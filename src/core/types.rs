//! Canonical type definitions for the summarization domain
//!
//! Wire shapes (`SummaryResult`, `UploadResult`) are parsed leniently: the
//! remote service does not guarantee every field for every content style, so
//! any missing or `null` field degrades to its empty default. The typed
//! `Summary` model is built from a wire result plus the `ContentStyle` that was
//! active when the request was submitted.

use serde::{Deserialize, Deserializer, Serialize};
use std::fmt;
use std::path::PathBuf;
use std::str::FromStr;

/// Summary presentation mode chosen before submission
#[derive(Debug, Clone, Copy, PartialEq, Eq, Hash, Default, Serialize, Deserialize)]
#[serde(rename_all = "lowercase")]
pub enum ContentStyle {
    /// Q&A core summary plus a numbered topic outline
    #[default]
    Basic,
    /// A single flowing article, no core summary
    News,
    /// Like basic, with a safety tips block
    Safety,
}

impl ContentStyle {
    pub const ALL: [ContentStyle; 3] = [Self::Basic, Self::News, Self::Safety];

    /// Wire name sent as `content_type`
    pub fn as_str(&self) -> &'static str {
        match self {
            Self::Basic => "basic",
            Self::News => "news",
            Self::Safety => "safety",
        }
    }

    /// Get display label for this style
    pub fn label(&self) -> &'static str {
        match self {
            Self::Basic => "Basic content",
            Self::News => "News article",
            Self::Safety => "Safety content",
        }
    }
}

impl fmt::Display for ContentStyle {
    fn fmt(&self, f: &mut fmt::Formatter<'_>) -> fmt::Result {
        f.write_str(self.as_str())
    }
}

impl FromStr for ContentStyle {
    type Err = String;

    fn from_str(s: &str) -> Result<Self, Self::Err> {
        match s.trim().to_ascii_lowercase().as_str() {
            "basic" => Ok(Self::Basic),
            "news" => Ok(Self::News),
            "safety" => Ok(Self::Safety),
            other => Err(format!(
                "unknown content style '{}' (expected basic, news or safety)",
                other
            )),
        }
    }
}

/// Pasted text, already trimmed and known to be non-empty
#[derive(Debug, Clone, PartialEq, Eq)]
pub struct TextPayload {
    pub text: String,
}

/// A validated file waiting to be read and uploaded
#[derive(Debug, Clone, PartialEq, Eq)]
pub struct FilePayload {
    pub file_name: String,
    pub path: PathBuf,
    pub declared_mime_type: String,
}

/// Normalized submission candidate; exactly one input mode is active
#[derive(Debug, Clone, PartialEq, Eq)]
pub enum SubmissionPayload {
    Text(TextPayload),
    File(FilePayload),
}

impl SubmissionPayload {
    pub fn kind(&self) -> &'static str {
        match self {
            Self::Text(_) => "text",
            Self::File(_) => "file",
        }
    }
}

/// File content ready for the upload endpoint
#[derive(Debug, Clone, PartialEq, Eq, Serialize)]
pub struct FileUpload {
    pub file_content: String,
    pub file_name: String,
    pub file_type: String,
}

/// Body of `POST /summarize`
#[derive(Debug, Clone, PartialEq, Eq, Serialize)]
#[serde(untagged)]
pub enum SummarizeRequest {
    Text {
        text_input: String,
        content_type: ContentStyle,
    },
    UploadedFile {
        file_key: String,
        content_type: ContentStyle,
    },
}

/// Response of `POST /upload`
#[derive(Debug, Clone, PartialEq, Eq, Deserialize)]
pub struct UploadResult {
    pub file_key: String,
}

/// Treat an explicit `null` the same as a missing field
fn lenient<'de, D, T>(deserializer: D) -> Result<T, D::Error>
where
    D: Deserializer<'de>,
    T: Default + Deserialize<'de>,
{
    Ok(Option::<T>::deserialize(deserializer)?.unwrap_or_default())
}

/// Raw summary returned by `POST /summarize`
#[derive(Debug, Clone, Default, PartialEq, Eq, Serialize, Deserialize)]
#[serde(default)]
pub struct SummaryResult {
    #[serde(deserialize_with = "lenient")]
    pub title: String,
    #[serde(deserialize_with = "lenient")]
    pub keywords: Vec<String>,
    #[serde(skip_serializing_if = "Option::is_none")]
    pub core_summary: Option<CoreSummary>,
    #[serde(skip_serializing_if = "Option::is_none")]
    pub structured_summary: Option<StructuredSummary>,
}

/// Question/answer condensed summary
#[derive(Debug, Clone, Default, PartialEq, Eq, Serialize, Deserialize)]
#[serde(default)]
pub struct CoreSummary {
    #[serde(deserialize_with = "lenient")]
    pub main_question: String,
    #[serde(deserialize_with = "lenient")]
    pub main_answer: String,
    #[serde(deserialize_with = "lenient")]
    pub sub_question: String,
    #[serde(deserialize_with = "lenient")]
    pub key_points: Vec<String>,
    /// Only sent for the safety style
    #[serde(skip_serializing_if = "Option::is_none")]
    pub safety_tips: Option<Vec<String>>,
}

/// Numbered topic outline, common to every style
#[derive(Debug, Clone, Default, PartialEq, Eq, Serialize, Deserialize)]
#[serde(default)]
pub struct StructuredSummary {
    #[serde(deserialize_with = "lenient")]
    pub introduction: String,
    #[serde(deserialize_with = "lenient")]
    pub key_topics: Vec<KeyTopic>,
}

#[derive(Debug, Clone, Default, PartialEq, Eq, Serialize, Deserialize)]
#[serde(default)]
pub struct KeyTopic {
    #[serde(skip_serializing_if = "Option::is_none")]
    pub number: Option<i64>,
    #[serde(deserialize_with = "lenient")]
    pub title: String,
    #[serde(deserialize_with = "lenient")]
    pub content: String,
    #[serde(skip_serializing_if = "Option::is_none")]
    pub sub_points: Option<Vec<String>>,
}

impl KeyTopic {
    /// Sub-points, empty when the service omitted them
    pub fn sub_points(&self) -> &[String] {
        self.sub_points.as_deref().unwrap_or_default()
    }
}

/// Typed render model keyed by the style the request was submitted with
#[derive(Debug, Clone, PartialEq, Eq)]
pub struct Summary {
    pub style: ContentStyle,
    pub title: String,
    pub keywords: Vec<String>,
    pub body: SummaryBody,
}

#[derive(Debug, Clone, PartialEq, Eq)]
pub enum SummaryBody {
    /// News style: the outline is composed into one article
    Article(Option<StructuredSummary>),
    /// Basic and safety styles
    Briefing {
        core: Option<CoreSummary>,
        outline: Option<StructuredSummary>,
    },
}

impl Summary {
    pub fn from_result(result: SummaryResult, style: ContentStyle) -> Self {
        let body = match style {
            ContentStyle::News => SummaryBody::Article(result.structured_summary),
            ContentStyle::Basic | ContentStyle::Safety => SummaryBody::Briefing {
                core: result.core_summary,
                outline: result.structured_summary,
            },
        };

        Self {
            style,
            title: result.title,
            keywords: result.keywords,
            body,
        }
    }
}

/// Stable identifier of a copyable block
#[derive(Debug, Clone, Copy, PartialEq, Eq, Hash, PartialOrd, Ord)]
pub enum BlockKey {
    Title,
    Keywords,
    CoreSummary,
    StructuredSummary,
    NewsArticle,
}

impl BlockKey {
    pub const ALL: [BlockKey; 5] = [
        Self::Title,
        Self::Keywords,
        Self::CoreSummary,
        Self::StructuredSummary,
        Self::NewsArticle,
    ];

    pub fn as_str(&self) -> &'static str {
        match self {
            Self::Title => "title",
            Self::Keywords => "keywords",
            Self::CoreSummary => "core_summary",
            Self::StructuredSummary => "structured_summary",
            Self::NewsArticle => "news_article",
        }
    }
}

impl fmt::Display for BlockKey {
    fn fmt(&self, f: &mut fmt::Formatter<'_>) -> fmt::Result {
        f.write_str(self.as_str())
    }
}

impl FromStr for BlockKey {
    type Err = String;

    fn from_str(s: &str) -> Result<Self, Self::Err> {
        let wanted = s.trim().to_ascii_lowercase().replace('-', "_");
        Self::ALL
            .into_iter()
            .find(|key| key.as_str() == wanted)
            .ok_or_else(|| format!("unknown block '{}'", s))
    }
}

- - -

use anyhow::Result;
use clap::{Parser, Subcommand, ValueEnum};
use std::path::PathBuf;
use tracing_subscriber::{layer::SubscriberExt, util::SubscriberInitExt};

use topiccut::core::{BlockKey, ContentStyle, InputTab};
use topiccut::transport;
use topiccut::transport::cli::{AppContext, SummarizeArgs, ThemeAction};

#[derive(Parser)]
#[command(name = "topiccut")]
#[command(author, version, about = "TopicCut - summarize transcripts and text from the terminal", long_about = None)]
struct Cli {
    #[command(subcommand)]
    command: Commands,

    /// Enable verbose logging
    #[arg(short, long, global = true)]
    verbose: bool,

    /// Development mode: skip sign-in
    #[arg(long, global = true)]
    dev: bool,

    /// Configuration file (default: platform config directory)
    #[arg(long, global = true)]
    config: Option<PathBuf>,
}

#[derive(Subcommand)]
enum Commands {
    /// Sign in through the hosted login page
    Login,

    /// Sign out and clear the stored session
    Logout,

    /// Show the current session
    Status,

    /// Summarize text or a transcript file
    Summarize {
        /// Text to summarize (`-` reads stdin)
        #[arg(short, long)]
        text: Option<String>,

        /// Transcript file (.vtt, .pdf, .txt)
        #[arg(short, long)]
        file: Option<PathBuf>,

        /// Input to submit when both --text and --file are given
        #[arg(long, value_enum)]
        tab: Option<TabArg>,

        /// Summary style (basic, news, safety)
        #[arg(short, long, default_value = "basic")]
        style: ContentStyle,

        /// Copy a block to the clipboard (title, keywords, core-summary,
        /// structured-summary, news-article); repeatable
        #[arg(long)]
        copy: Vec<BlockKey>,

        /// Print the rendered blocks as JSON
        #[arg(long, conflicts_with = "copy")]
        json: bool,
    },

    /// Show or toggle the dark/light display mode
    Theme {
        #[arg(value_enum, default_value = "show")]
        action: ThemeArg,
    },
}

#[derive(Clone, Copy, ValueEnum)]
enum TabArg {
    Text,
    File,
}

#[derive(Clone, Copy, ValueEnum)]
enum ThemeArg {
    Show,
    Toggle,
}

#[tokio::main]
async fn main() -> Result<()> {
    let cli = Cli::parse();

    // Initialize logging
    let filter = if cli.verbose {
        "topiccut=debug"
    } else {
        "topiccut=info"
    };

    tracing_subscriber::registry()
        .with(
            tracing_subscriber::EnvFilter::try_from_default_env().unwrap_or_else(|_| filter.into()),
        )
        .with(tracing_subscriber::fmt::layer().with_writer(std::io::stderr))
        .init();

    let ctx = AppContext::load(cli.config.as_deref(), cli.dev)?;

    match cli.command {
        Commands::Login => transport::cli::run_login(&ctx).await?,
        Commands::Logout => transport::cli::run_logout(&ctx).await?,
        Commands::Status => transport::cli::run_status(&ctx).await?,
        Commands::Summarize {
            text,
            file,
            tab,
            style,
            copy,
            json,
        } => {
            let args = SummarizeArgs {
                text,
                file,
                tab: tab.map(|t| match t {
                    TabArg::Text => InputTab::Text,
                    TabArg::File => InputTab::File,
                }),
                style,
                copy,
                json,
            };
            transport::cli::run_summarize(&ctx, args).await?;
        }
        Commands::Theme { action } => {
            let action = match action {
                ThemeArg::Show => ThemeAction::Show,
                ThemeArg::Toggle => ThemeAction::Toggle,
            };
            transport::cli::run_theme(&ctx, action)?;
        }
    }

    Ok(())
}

- - -

What to work on:
If a line in the data holds the string "POST", copy that line.

Solution for this problem:
/// Body of `POST /summarize`
/// Response of `POST /upload`
/// Raw summary returned by `POST /summarize`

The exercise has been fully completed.